Die grauen Augen blickten müde und gleichgültig, und sie fand auch diesmal nicht darin, wonach sie stets so sehnsüchtig gesucht hatte: eine Spur von Anteilnahme und Wärme, so etwas wie Zuneigung. Liebe vielleicht sogar.
Dennoch war es eine freudige Überraschung für sie gewesen, als ihr sein Besuch am Tag zuvor angekündigt wurde, nachdem sie sich bereits damit abgefunden hatte, daß sie ihren Geburtstag nur wieder mit den Schwestern und den wenigen Schülerinnen, die genau wie sie die Ferien im Kloster verbringen mußten, feiern würde.

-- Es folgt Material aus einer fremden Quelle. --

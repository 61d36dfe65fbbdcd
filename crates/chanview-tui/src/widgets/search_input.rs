//! SearchInput — wraps tui-input for the channel search field.
//!
//! Unlike a local filter, every edit is reported so the caller can hit the
//! backend; there is no confirm step that applies the text.

use ratatui::crossterm::event::{Event, KeyCode, KeyEvent};
use ratatui::{
    layout::Rect,
    style::Style,
    text::{Line, Span},
    widgets::Paragraph,
    Frame,
};
use tui_input::{backend::crossterm::EventHandler, Input};

use crate::theme::{C_MUTED, C_SEARCH_BG, C_SEARCH_FG};

#[derive(Debug, Clone, PartialEq, Eq)]
pub enum SearchAction {
    /// Text changed; carries the full new value.
    Changed(String),
    /// Enter: keep the text, leave the field.
    Confirmed,
    /// Esc on an empty field: leave the field.
    Cancelled,
    None,
}

pub struct SearchInput {
    input: Input,
    pub active: bool,
    placeholder: String,
}

impl SearchInput {
    pub fn new(placeholder: impl Into<String>) -> Self {
        Self {
            input: Input::default(),
            active: false,
            placeholder: placeholder.into(),
        }
    }

    pub fn activate(&mut self) {
        self.active = true;
    }

    pub fn deactivate(&mut self) {
        self.active = false;
    }

    pub fn text(&self) -> &str {
        self.input.value()
    }

    pub fn is_active(&self) -> bool {
        self.active
    }

    /// Handle a key event. Returns what happened.
    ///
    /// Esc behaviour:
    ///   - If the field has text: clear it, emit `Changed("")`
    ///   - If the field is already empty: deactivate and emit `Cancelled`
    pub fn handle_key(&mut self, key: KeyEvent) -> SearchAction {
        match key.code {
            KeyCode::Esc => {
                if !self.input.value().is_empty() {
                    self.input = Input::default();
                    SearchAction::Changed(String::new())
                } else {
                    self.deactivate();
                    SearchAction::Cancelled
                }
            }
            KeyCode::Enter => {
                self.deactivate();
                SearchAction::Confirmed
            }
            _ => {
                let before = self.input.value().to_string();
                self.input.handle_event(&Event::Key(key));
                if self.input.value() != before {
                    SearchAction::Changed(self.input.value().to_string())
                } else {
                    // Cursor movement only.
                    SearchAction::None
                }
            }
        }
    }

    /// Render the search field into a single row.
    pub fn draw(&self, frame: &mut Frame, area: Rect) {
        let scroll = self
            .input
            .visual_scroll(area.width.saturating_sub(4) as usize);
        let value = self.input.value();
        let display = if value.is_empty() {
            Span::styled(
                format!("/ {}", self.placeholder),
                Style::default().fg(C_MUTED),
            )
        } else {
            let visible: String = value.chars().skip(scroll).collect();
            Span::styled(format!("/ {}", visible), Style::default().fg(C_SEARCH_FG))
        };

        let paragraph =
            Paragraph::new(Line::from(vec![display])).style(Style::default().bg(C_SEARCH_BG));
        frame.render_widget(paragraph, area);

        if self.active && area.width > 0 {
            let cursor_x = area.x + 2 + (self.input.visual_cursor().saturating_sub(scroll)) as u16;
            frame.set_cursor_position((cursor_x.min(area.x + area.width - 1), area.y));
        }
    }
}

impl Default for SearchInput {
    fn default() -> Self {
        Self::new("search channels…")
    }
}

Das waren wie immer Anna-Luisa, die Vollwaise war, und die Zwillinge Sabine und Barbara, deren Eltern, beide Ärzte, bei einem Forschungsteam in Afrika arbeiteten. Die Zwillinge waren nette, heitere Mädchen, aber mit ihrer gegenseitigen Gesellschaft so beschäftigt, daß man mit ihnen nicht wirklich befreundet sein konnte. Sie waren durchaus kameradschaftlich, aber man kam sich in ihrer Gesellschaft immer etwas überflüssig vor, nur eben gerade geduldet. Virginia, die sehr sensibel war, empfand es jedenfalls so.